- _Record extracts_
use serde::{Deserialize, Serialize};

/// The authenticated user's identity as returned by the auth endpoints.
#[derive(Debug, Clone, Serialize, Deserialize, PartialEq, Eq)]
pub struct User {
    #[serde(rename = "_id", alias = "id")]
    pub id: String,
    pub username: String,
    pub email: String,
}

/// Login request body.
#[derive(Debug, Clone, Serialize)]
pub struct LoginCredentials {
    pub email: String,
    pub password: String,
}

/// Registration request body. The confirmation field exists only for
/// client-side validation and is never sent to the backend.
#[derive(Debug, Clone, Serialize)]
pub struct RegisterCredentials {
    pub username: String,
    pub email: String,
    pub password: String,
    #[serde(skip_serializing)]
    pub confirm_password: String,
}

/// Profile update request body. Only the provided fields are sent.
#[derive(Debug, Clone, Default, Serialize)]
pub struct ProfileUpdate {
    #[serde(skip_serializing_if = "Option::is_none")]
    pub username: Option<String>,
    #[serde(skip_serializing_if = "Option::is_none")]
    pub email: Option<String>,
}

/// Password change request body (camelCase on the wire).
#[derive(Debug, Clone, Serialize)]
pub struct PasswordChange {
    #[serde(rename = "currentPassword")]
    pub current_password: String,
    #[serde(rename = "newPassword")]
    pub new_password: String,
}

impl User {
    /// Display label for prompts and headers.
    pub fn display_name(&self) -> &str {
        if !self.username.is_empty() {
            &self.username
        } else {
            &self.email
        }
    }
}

--

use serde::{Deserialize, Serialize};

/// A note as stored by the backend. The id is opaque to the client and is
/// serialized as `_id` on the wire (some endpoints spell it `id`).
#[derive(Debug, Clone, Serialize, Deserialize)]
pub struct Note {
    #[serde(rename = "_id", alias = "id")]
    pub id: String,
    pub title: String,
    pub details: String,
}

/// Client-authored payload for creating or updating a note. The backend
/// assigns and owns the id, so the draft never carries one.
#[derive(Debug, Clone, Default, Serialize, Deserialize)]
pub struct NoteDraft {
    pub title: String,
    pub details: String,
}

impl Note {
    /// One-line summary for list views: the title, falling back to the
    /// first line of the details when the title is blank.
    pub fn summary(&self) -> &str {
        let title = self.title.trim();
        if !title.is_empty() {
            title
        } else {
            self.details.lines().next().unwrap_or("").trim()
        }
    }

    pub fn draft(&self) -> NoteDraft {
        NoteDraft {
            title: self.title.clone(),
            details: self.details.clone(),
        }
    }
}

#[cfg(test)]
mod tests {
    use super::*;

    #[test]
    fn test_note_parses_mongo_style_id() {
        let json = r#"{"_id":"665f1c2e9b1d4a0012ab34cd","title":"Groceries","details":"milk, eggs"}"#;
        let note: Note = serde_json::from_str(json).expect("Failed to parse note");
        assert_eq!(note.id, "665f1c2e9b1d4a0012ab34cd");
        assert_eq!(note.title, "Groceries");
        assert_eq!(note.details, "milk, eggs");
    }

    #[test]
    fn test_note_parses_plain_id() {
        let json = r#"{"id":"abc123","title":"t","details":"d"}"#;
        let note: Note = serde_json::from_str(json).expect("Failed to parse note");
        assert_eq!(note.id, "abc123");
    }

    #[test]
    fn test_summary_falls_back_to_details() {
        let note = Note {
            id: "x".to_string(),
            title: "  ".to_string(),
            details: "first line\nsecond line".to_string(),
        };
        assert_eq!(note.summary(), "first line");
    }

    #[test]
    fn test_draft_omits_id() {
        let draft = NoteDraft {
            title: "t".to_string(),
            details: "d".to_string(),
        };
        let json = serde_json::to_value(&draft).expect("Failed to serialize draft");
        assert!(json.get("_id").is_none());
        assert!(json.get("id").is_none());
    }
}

- _The task_
Where the string "never" turns up in a line of the data above, copy that whole line.

- _Your solution_
/// client-side validation and is never sent to the backend.
/// assigns and owns the id, so the draft never carries one.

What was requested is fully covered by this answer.